**THE PROBLEM:** Each line of the material below with the word "CliError" is to be reported.

**INPUT DATA:**

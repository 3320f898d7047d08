// tcp-lockchain: Single-writer append task behind a bounded channel
// Workers never touch the disk: they hand drafts to this task so request
// latency is independent of storage jitter. A full channel is surfaced as
// backpressure, never a silent drop; an I/O failure poisons the writer and
// the coordinator stops sealing.

use crate::record::{Record, RecordDraft};
use crate::storage::AuditLog;
use crate::ChainError;
use std::sync::atomic::{AtomicBool, Ordering};
use std::sync::Arc;
use tokio::sync::{mpsc, oneshot};

struct AppendRequest {
    draft: RecordDraft,
    reply: oneshot::Sender<std::result::Result<Record, ChainError>>,
}

/// Handle used by coordinators to enqueue sealed-record drafts.
#[derive(Clone)]
pub struct AuditWriterHandle {
    tx: mpsc::Sender<AppendRequest>,
    poisoned: Arc<AtomicBool>,
}

impl AuditWriterHandle {
    /// Enqueue without waiting for durability. Returns the receiver for
    /// the sealed record, or `Backpressure` when the channel is full.
    pub fn try_append(
        &self,
        draft: RecordDraft,
    ) -> std::result::Result<oneshot::Receiver<std::result::Result<Record, ChainError>>, ChainError>
    {
        if self.poisoned.load(Ordering::Acquire) {
            return Err(ChainError::WriterClosed);
        }
        let (reply, rx) = oneshot::channel();
        match self.tx.try_send(AppendRequest { draft, reply }) {
            Ok(()) => Ok(rx),
            Err(mpsc::error::TrySendError::Full(_)) => Err(ChainError::Backpressure),
            Err(mpsc::error::TrySendError::Closed(_)) => Err(ChainError::WriterClosed),
        }
    }

    /// Enqueue and wait for the record to be durable.
    pub async fn append(&self, draft: RecordDraft) -> std::result::Result<Record, ChainError> {
        let rx = self.try_append(draft)?;
        rx.await.map_err(|_| ChainError::WriterClosed)?
    }

    /// True once an I/O failure has halted the writer.
    pub fn is_poisoned(&self) -> bool {
        self.poisoned.load(Ordering::Acquire)
    }
}

/// Spawn the writer task. `capacity` bounds queued appends; sizing it is a
/// latency/shed-load trade the deployment makes in configuration.
pub fn spawn_writer(
    log: Arc<AuditLog>,
    capacity: usize,
) -> (AuditWriterHandle, tokio::task::JoinHandle<()>) {
    let (tx, mut rx) = mpsc::channel::<AppendRequest>(capacity.max(1));
    let poisoned = Arc::new(AtomicBool::new(false));
    let poison_flag = poisoned.clone();

    let join = tokio::spawn(async move {
        while let Some(request) = rx.recv().await {
            let append_log = log.clone();
            let draft = request.draft;
            let result = match tokio::task::spawn_blocking(move || append_log.append(draft)).await {
                Ok(result) => result,
                Err(_) => Err(ChainError::WriterClosed),
            };
            let failed = result.is_err();
            if let Err(e) = &result {
                tracing::error!(error = %e, "audit append failed; writer poisoned");
                poison_flag.store(true, Ordering::Release);
            }
            let _ = request.reply.send(result);
            if failed {
                // Drain and refuse remaining requests, then stop.
                while let Ok(pending) = rx.try_recv() {
                    let _ = pending.reply.send(Err(ChainError::WriterClosed));
                }
                break;
            }
        }
    });

    (AuditWriterHandle { tx, poisoned }, join)
}
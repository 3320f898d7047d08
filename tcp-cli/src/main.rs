// tcp-cli: Operator entry point
// Exit codes: 0 success, 1 integrity failure, 2 config error, 3 runtime error.

// CRITICAL: Enforce proper error handling - no unwrap/expect in production code
#![deny(clippy::unwrap_used)]
#![deny(clippy::expect_used)]

mod commands;
mod error;

use clap::{Parser, Subcommand};
use error::CliError;
use std::path::PathBuf;
use std::process::ExitCode;

#[derive(Parser)]
#[command(
    name = "tcp",
    about = "Tool Capability Protocol operator CLI",
    version
)]
struct Cli {
    /// Configuration file (defaults to $TCP_CONFIG, then ~/.tcp/config.toml)
    #[arg(long, global = true)]
    config: Option<PathBuf>,

    #[command(subcommand)]
    command: Command,
}

#[derive(Subcommand)]
enum Command {
    /// Print epoch, supported variants, and the timing_ok invariant
    Status {
        /// Emit machine-readable JSON
        #[arg(long)]
        json: bool,
    },
    /// Recompute the audit chain from genesis
    VerifyLog {
        /// Audit log directory
        path: PathBuf,
    },
    /// Stage fresh validator keys for a new epoch
    RotateKeys {
        /// The epoch the staged keys belong to; must exceed the current one
        epoch: u64,
    },
}

fn init_tracing(filter: &str) {
    use tracing_subscriber::EnvFilter;
    let filter = EnvFilter::try_from_default_env()
        .unwrap_or_else(|_| EnvFilter::new(filter.to_string()));
    let _ = tracing_subscriber::fmt()
        .with_env_filter(filter)
        .with_writer(std::io::stderr)
        .try_init();
}

fn run(cli: Cli) -> Result<(), CliError> {
    let config = tcp_config::load_config(cli.config.as_deref())?;
    init_tracing(&config.node.log_filter);

    match cli.command {
        Command::Status { json } => commands::status::run(&config, json),
        Command::VerifyLog { path } => commands::verify_log::run(&path),
        Command::RotateKeys { epoch } => commands::rotate_keys::run(&config, epoch),
    }
}

fn main() -> ExitCode {
    let cli = Cli::parse();
    match run(cli) {
        Ok(()) => ExitCode::SUCCESS,
        Err(e) => {
            eprintln!("error: {e}");
            ExitCode::from(e.exit_code())
        }
    }
}
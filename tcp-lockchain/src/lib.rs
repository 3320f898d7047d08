// tcp-lockchain: Append-only, hash-chained audit log
// Every sealed consensus record links to its predecessor; any prefix of
// the log can be independently re-derived from canonical inputs.

// CRITICAL: Enforce proper error handling - no unwrap/expect in production code
#![deny(clippy::unwrap_used)]
#![deny(clippy::expect_used)]

pub mod record;
pub mod storage;
pub mod writer;

pub use record::{vote_payload_bytes, Record, RecordDraft, VoteRecord, GENESIS_HASH};
pub use storage::AuditLog;
pub use writer::{spawn_writer, AuditWriterHandle};

use thiserror::Error;

/// Audit log failures. I/O is fatal for the coordinator (it refuses to
/// seal new records); chain breakage at startup triggers safe truncation
/// or refusal to start.
#[derive(Debug, Error)]
pub enum ChainError {
    #[error("storage error: {0}")]
    Io(#[from] sled::Error),

    #[error("record encoding error: {0}")]
    Codec(String),

    #[error("chain hash mismatch at sequence {seq}")]
    Broken { seq: u64 },

    #[error("truncation would drop acknowledged record {seq}")]
    AckedRecordLost { seq: u64 },

    #[error("audit writer channel full")]
    Backpressure,

    #[error("audit writer has shut down")]
    WriterClosed,
}

impl From<bincode::Error> for ChainError {
    fn from(e: bincode::Error) -> Self {
        ChainError::Codec(e.to_string())
    }
}

pub type Result<T> = std::result::Result<T, ChainError>;
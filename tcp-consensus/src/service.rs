// tcp-consensus: Service facade for descriptor sources
// One request/response surface: submit 24 descriptor bytes plus an
// optional external proof, get back the network decision and reason code.

use crate::coordinator::{CancelHandle, Coordinator, NetworkDecision};
use crate::Result;
use serde::{Deserialize, Serialize};
use std::sync::Arc;
use tcp_crypto::keystore::KeystoreManager;
use tcp_crypto::ProofStore;
use tcp_kernel::decision::Context;
use tcp_kernel::variant::Variant;
use tcp_telemetry::Telemetry;

/// Operator-facing status summary.
#[derive(Debug, Clone, Serialize, Deserialize)]
pub struct ServiceStatus {
    pub epoch: u64,
    pub supported_variants: Vec<Variant>,
    pub timing_ok: bool,
    pub validators: usize,
    pub faulty_validators: Vec<u16>,
}

/// The validation service: coordinator plus the shared stores it feeds.
pub struct TcpService {
    coordinator: Arc<Coordinator>,
    proofs: Arc<dyn ProofStore>,
    keystore: Arc<KeystoreManager>,
    telemetry: Arc<Telemetry>,
    supported_variants: Vec<Variant>,
}

impl TcpService {
    pub fn new(
        coordinator: Arc<Coordinator>,
        proofs: Arc<dyn ProofStore>,
        keystore: Arc<KeystoreManager>,
        telemetry: Arc<Telemetry>,
        supported_variants: Vec<Variant>,
    ) -> Self {
        Self {
            coordinator,
            proofs,
            keystore,
            telemetry,
            supported_variants,
        }
    }

    /// Submit a descriptor for a network decision. An offered proof blob
    /// is stored before resolution so v3 verification can find it.
    pub async fn submit(
        &self,
        descriptor_bytes: &[u8],
        proof: Option<Vec<u8>>,
        context: Context,
    ) -> Result<NetworkDecision> {
        if let Some(blob) = proof {
            let selector = self.proofs.insert(blob);
            tracing::debug!(selector = %hex::encode(selector), "proof stored with submission");
        }
        self.coordinator.resolve(descriptor_bytes, context).await
    }

    /// Submit with a cancellation handle; cancelled requests still seal a
    /// `Defer/Cancelled` audit record.
    pub async fn submit_with_cancel(
        &self,
        descriptor_bytes: &[u8],
        proof: Option<Vec<u8>>,
        context: Context,
        cancel: &CancelHandle,
    ) -> Result<NetworkDecision> {
        if let Some(blob) = proof {
            self.proofs.insert(blob);
        }
        self.coordinator
            .resolve_with_cancel(descriptor_bytes, context, Some(cancel))
            .await
    }

    pub fn status(&self) -> ServiceStatus {
        ServiceStatus {
            epoch: self.keystore.snapshot().epoch(),
            supported_variants: self.supported_variants.clone(),
            timing_ok: self.telemetry.timing_ok(),
            validators: self.coordinator.validator_count(),
            faulty_validators: self.coordinator.byzantine_ledger().faulty_validators(),
        }
    }

    pub fn telemetry(&self) -> &Telemetry {
        &self.telemetry
    }

    pub fn coordinator(&self) -> &Coordinator {
        &self.coordinator
    }
}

**COMPLETED EXERCISE:**
use error::CliError;
fn run(cli: Cli) -> Result<(), CliError> {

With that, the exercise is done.